Exercise instructions: Within these entries, which lines include the string "SymbolMismatch"? Copy each one.
(Available data begins)
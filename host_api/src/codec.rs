//! Encoding of typed calls into wire envelopes and back.
//!
//! Requests are tagged with the call's import symbol; replies carry the
//! fixed [`REPLY_SYMBOL`] marker plus a correlation ID. The codec checks
//! both directions: symbol agreement on decode, schema compatibility, and
//! correlation on replies.

use crate::calls::{HostCall, HostReply};
use crate::wire::{CallEnvelope, CallId, CallPayload, CALL_SCHEMA_VERSION};
use thiserror::Error;

/// Symbol used on every reply envelope.
pub const REPLY_SYMBOL: &str = "hostReply";

/// Errors produced while encoding or decoding envelopes.
///
/// These never cross the call surface; the guest binding collapses them
/// into the flat failure value of the call in flight.
#[derive(Debug, Error)]
pub enum CodecError {
    #[error("serialization failed: {0}")]
    Serialization(#[from] serde_json::Error),

    #[error("envelope symbol {actual:?} does not match expected {expected:?}")]
    SymbolMismatch { expected: String, actual: String },

    #[error("incompatible schema version: envelope {envelope}, supported {supported}")]
    IncompatibleSchema { envelope: String, supported: String },

    #[error("reply correlation {actual} does not match request {expected}")]
    CorrelationMismatch { expected: CallId, actual: CallId },

    #[error("envelope is not a reply")]
    NotAReply,
}

/// Stateless request/reply codec for the call surface.
pub struct HostCallCodec;

impl HostCallCodec {
    /// Encodes a call into a request envelope.
    pub fn encode_request(call: &HostCall) -> Result<CallEnvelope, CodecError> {
        let payload = CallPayload::new(call)?;
        Ok(CallEnvelope::new(call.symbol(), CALL_SCHEMA_VERSION, payload))
    }

    /// Decodes a request envelope back into a call, checking the schema
    /// version and that the envelope symbol matches the decoded call.
    pub fn decode_request(envelope: &CallEnvelope) -> Result<HostCall, CodecError> {
        Self::check_schema(envelope)?;
        let call: HostCall = envelope.payload.deserialize()?;
        if call.symbol() != envelope.symbol {
            return Err(CodecError::SymbolMismatch {
                expected: call.symbol().to_string(),
                actual: envelope.symbol.clone(),
            });
        }
        Ok(call)
    }

    /// Encodes a reply correlated to the request it answers.
    pub fn encode_reply(reply: &HostReply, request_id: CallId) -> Result<CallEnvelope, CodecError> {
        let payload = CallPayload::new(reply)?;
        Ok(CallEnvelope::new(REPLY_SYMBOL, CALL_SCHEMA_VERSION, payload)
            .with_correlation(request_id))
    }

    /// Decodes a reply envelope, checking schema, the reply marker, and
    /// that the correlation points at `request_id`.
    pub fn decode_reply(envelope: &CallEnvelope, request_id: CallId) -> Result<HostReply, CodecError> {
        Self::check_schema(envelope)?;
        if envelope.symbol != REPLY_SYMBOL {
            return Err(CodecError::SymbolMismatch {
                expected: REPLY_SYMBOL.to_string(),
                actual: envelope.symbol.clone(),
            });
        }
        match envelope.correlation_id {
            None => Err(CodecError::NotAReply),
            Some(actual) if actual != request_id => {
                Err(CodecError::CorrelationMismatch {
                    expected: request_id,
                    actual,
                })
            }
            Some(_) => Ok(envelope.payload.deserialize()?),
        }
    }

    fn check_schema(envelope: &CallEnvelope) -> Result<(), CodecError> {
        if !envelope.schema_version.is_compatible_with(&CALL_SCHEMA_VERSION) {
            return Err(CodecError::IncompatibleSchema {
                envelope: envelope.schema_version.to_string(),
                supported: CALL_SCHEMA_VERSION.to_string(),
            });
        }
        Ok(())
    }
}

#[cfg(test)]
mod tests {
    use super::*;
    use crate::wire::SchemaVersion;

    #[test]
    fn test_request_round_trip() {
        let call = HostCall::SetIo { io: 3, on: 1 };
        let envelope = HostCallCodec::encode_request(&call).unwrap();
        assert_eq!(envelope.symbol, "setIO");
        assert!(!envelope.is_reply());

        let decoded = HostCallCodec::decode_request(&envelope).unwrap();
        assert_eq!(decoded.symbol(), "setIO");
    }

    #[test]
    fn test_reply_round_trip() {
        let request = HostCallCodec::encode_request(&HostCall::Millis).unwrap();
        let envelope = HostCallCodec::encode_reply(&HostReply::Uint(1234), request.id).unwrap();
        assert_eq!(envelope.symbol, REPLY_SYMBOL);
        assert!(envelope.is_reply());

        let reply = HostCallCodec::decode_reply(&envelope, request.id).unwrap();
        assert_eq!(reply, HostReply::Uint(1234));
    }

    #[test]
    fn test_symbol_mismatch_detected() {
        let call = HostCall::Rand;
        let mut envelope = HostCallCodec::encode_request(&call).unwrap();
        envelope.symbol = "millis".to_string();
        assert!(matches!(
            HostCallCodec::decode_request(&envelope),
            Err(CodecError::SymbolMismatch { .. })
        ));
    }

    #[test]
    fn test_incompatible_schema_rejected() {
        let mut envelope = HostCallCodec::encode_request(&HostCall::Rand).unwrap();
        envelope.schema_version = SchemaVersion::new(99, 0);
        assert!(matches!(
            HostCallCodec::decode_request(&envelope),
            Err(CodecError::IncompatibleSchema { .. })
        ));
    }

    #[test]
    fn test_correlation_mismatch_rejected() {
        let request = HostCallCodec::encode_request(&HostCall::Rand).unwrap();
        let envelope = HostCallCodec::encode_reply(&HostReply::Int(7), request.id).unwrap();
        let other = CallId::new();
        assert!(matches!(
            HostCallCodec::decode_reply(&envelope, other),
            Err(CodecError::CorrelationMismatch { .. })
        ));
    }

    #[test]
    fn test_reply_without_correlation_rejected() {
        let request = HostCallCodec::encode_request(&HostCall::Rand).unwrap();
        let mut envelope = HostCallCodec::encode_reply(&HostReply::Int(7), request.id).unwrap();
        envelope.correlation_id = None;
        assert!(matches!(
            HostCallCodec::decode_reply(&envelope, request.id),
            Err(CodecError::NotAReply)
        ));
    }
}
(Available data ends)
Task result:
    SymbolMismatch { expected: String, actual: String },
            return Err(CodecError::SymbolMismatch {
            return Err(CodecError::SymbolMismatch {
            Err(CodecError::SymbolMismatch { .. })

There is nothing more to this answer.